ECB officials including Massimo Rostagno, head of the Directorate General Monetary Policy, provide a masterful analysis of challenges this young institution faced in its first two crisis-prone decades and how it grappled with a monetary union still in the making. Most are familiar with President Mario Draghi’s 2012 “whatever it takes” dictum, which addressed the existential threat to the euro, but few will be aware of behind-the-scenes early push for creation of the European Stability Mechanism, which made its (never used) Outright Monetary Transaction tool effective in resolving the euro area crisis.

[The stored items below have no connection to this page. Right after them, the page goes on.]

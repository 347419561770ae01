//! Example connecting to a network and waiting for the association.
//!
//! Usage: `connect <ssid> [password]`. The password may also be given in
//! `WIFI_PASSWORD`.

use std::time::Duration;
use wpars::{ConnectOptions, ControlConfig, EventKind, TimeoutConfig, Wireless};

#[tokio::main]
async fn main() -> wpars::Result<()> {
    env_logger::init();

    let mut args = std::env::args().skip(1);
    let ssid = args.next().unwrap_or_else(|| "MyNetwork".to_string());
    let password = args.next().or_else(|| std::env::var("WIFI_PASSWORD").ok());

    // Slow access points may take a while to finish a scan
    let config = ControlConfig::new("wlan0")
        .with_timeouts(TimeoutConfig::new().with_scan_timeout(Duration::from_secs(10)));
    let wifi = Wireless::with_config(config);
    wifi.open().await?;

    let id = wifi
        .connect(&ssid, password.as_deref(), ConnectOptions::default())
        .await?;
    println!("Profile {id} selected, waiting for association...");

    match wifi.wait_for(EventKind::Connected, Duration::from_secs(30)).await? {
        Some(event) => println!("Connected: {}", event.raw),
        None => println!("No connection after 30s"),
    }

    let status = wifi.status().await?;
    println!(
        "state={} ssid={} ip={}",
        status.wpa_state().unwrap_or("?"),
        status.ssid().unwrap_or("-"),
        status.ip_address().unwrap_or("-")
    );

    wifi.close().await;
    Ok(())
}
use wpars::Wireless;

#[tokio::main]
async fn main() -> wpars::Result<()> {
    env_logger::init();

    let iface = std::env::args().nth(1).unwrap_or_else(|| "wlan0".to_string());
    let wifi = Wireless::new(iface);
    wifi.open().await?;

    println!("Scanning for WiFi networks...");
    let hotspots = wifi.scan().await?;

    for hs in hotspots {
        println!(
            "{:30} {:17} ch {:>3} {} {}",
            hs.ssid,
            hs.bssid,
            hs.channel().map(|c| c.to_string()).unwrap_or_default(),
            hs.bars(),
            if hs.secured() { "secured" } else { "open" }
        );
    }

    wifi.close().await;
    Ok(())
}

Among many changes in today’s digital economy, disruption is also occurring in one of the most fundamental technologies: money itself. Cornell University’s Eswar Prasad puts this in broader context. He argues that for all the digital innovation in finance in the past decades, we are standing on the precipice of what may be an even more dramatic change, with broad social, economic, and political implications.

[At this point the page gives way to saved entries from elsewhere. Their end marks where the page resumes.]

impl ControlChannel {
    /// Creates a closed channel. Nothing touches the filesystem until `open()`.
    pub fn new(config: ControlConfig) -> Self {
        let client_id = config
            .client_id
            .clone()
            .unwrap_or_else(|| Uuid::new_v4().simple().to_string());

        Self {
            inner: Arc::new(Inner {
                config,
                client_id,
                link: Mutex::new(None),
                request_lock: Mutex::new(()),
                router: Arc::new(Router::new()),
            }),
        }
    }

    pub fn config(&self) -> &ControlConfig {
        &self.inner.config
    }

    /// Interface this channel controls.
    pub fn iface(&self) -> &str {
        &self.inner.config.iface
    }

    /// Subscribes to channel notifications.
    pub fn events(&self) -> broadcast::Receiver<WpaEvent> {
        self.inner.router.events.subscribe()
    }

    /// Returns `true` while the channel is open and its transport healthy.
    pub async fn is_open(&self) -> bool {
        self.inner
            .link
            .lock()
            .await
            .as_ref()
            .is_some_and(|link| !link.is_closed())
    }

    /// Connects to the daemon and attaches to its event stream.
    ///
    /// Idempotent: returns immediately if already open. A caller arriving
    /// while another open is in progress waits for that attempt instead of
    /// binding a second socket.
    pub async fn open(&self) -> Result<()> {
        let mut slot = self.inner.link.lock().await;
        if let Some(link) = slot.as_ref() {
            if !link.is_closed() {
                return Ok(());
            }
            debug!("Replacing failed control link");
            if let Some(failed) = slot.take() {
                failed.release();
            }
        }

        let ctrl_path = self.inner.config.ctrl_path();
        let local_path = self.inner.config.local_path(&self.inner.client_id);
        debug!(
            "Opening control channel {} -> {}",
            local_path.display(),
            ctrl_path.display()
        );

        match std::fs::remove_file(&local_path) {
            Ok(()) => warn!("Removed stale client socket {}", local_path.display()),
            Err(e) if e.kind() == io::ErrorKind::NotFound => {}
            Err(e) => return Err(e.into()),
        }

        let socket = UnixDatagram::bind(&local_path)?;
        let closed = Arc::new(AtomicBool::new(false));
        let socket = Arc::new(socket);
        let reader = tokio::spawn(read_loop(
            socket.clone(),
            self.inner.router.clone(),
            closed.clone(),
        ));
        let link = Arc::new(Link {
            socket,
            local_path,
            reader,
            closed,
            released: AtomicBool::new(false),
        });

        // Dropping `link` on any failure below removes the socket file.
        link.socket.connect(&ctrl_path)?;
        let attached = self.request(&link, command::ATTACH).await?;
        expect_ok(command::ATTACH, attached)?;

        *slot = Some(link);
        info!("Control channel open on {}", self.inner.config.iface);
        self.inner.router.notify(WpaEvent::Open);
        Ok(())
    }

    /// Closes the channel and removes the client socket file.
    ///
    /// A command still waiting for its reply fails with `ChannelClosed`, as
    /// do parked event waiters. Closing a closed channel does nothing.
    pub async fn close(&self) {
        let Some(link) = self.inner.link.lock().await.take() else {
            debug!("Control channel already closed");
            return;
        };

        if !link.is_closed() {
            // Best effort; the reply is never read.
            let _ = link.socket.try_send(command::DETACH.as_bytes());
        }

        link.release();
        self.inner.router.fail_pending(WpaError::ChannelClosed);
        self.inner.router.drop_waiters();

        info!("Control channel closed on {}", self.inner.config.iface);
        self.inner.router.notify(WpaEvent::Closed);
    }

    /// Sends `name` with whitespace-joined `args` and returns the reply.
    ///
    /// Concurrent callers are queued; replies are matched in order.
    ///
    /// # Errors
    ///
    /// Returns `WpaError::CommandFailed` if the daemon answers `FAIL`,
    /// `WpaError::NotOpen` before `open()`, and transport or timeout errors
    /// otherwise.
    pub async fn command<S: AsRef<str>>(&self, name: &str, args: &[S]) -> Result<String> {
        let cmd = join_command(name, args);
        let link = self.link().await?;
        let reply = self.request(&link, &cmd).await?;

        if reply == reply::FAIL {
            return Err(WpaError::CommandFailed {
                command: describe(&cmd),
            });
        }
        Ok(reply)
    }

    /// Sends a command acknowledged with `OK` whose completion is reported
    /// by the event `kind`, and waits up to `timeout` for that event.
    ///
    /// The waiter is parked before the command is written, so a completion
    /// event arriving right after the acknowledgement is not missed.
    /// Returns `None` if the event did not arrive in time.
    pub async fn command_until(
        &self,
        cmd: &str,
        kind: EventKind,
        timeout: Duration,
    ) -> Result<Option<ControlEvent>> {
        let link = self.link().await?;
        let waiter = self.inner.router.park(kind);

        let ack = self.request(&link, cmd).await?;
        if ack == reply::FAIL {
            return Err(WpaError::CommandFailed {
                command: describe(cmd),
            });
        }
        expect_ok(cmd, ack)?;

        match with_timeout(timeout, waiter).await {
            Some(Ok(event)) => Ok(Some(event)),
            Some(Err(_)) => Err(WpaError::ChannelClosed),
            None => Ok(None),
        }
    }

    /// Waits up to `timeout` for the next event of the given kind.
    ///
    /// Returns `None` on timeout.
    pub async fn wait_for(&self, kind: EventKind, timeout: Duration) -> Result<Option<ControlEvent>> {
        self.link().await?;
        let waiter = self.inner.router.park(kind);

        match with_timeout(timeout, waiter).await {
            Some(Ok(event)) => Ok(Some(event)),
            Some(Err(_)) => Err(WpaError::ChannelClosed),
            None => Ok(None),
        }
    }

    async fn link(&self) -> Result<Arc<Link>> {
        match self.inner.link.lock().await.as_ref() {
            Some(link) if link.is_closed() => Err(WpaError::ChannelClosed),
            Some(link) => Ok(link.clone()),
            None => Err(WpaError::NotOpen),
        }
    }

    /// Writes one command and waits for its reply. Holds the command turn
    /// for the whole exchange.
    async fn request(&self, link: &Link, cmd: &str) -> Result<String> {
        let _turn = self.inner.request_lock.lock().await;
        let router = &self.inner.router;

        let (tx, rx) = oneshot::channel();
        router.set_pending(tx);
        if link.is_closed() {
            router.clear_pending();
            return Err(WpaError::ChannelClosed);
        }

        debug!("<<< {}", describe(cmd));
        if let Err(e) = self.send(link, cmd).await {
            router.clear_pending();
            return Err(e);
        }

        match with_timeout(self.inner.config.timeouts.reply, rx).await {
            Some(Ok(result)) => {
                let reply = result?;
                debug!(">>> {reply}");
                Ok(reply)
            }
            Some(Err(_)) => Err(WpaError::ChannelClosed),
            None => {
                router.clear_pending();
                warn!(
                    "No reply to {} after {:?}",
                    describe(cmd),
                    self.inner.config.timeouts.reply
                );
                Err(WpaError::Timeout(describe(cmd)))
            }
        }
    }

    async fn send(&self, link: &Link, cmd: &str) -> Result<()> {
        let mut attempts = 0;
        loop {
            match link.socket.send(cmd.as_bytes()).await {
                Ok(_) => return Ok(()),
                Err(e) if is_congestion(&e) => {
                    attempts += 1;
                    if attempts > limits::CONGESTION_RETRIES {
                        error!("Control socket still congested after {attempts} attempts");
                        return Err(WpaError::Congested);
                    }
                    warn!("Control socket congested ({e}), retrying");
                    self.inner.router.notify(WpaEvent::Congestion);
                    Delay::new(timeouts::congestion_backoff()).await;
                }
                Err(e) => {
                    error!("Control socket send failed: {e}");
                    // The daemon is gone; the next open() replaces this link.
                    link.closed.store(true, Ordering::SeqCst);
                    self.inner.router.drop_waiters();
                    self.inner.router.notify(WpaEvent::Error(e.to_string()));
                    return Err(WpaError::Transport(e.to_string()));
                }
            }
        }
    }
}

Economist Gregory Smith outlines an approach he calls “borrowing with purpose” that involves linking public borrowing with clear development strategies, better coordination among official creditors, more responsible and “virtuous” actions by private creditors, and flexibility by the “umpires and architects” of the international system. Smith devotes a chapter to China’s lending to Africa, detailing its scale, terms, nature, purposes, and risks, and discusses the country’s debt relief to African nations over decades.
Tough economic circumstances shaped Masaaki Shirakawa’s four decades at the Bank of Japan. The economic miracle faded, a bubble inflated and burst, and lost decades ensued. Shirakawa provides an insider’s account of central bank policies and candidly recounts interactions within the government and Parliament. It argues that the first goal of the central bank is financial stability, even before price stability. This challenges the conventional view that price stability should be the primary goal of monetary policy.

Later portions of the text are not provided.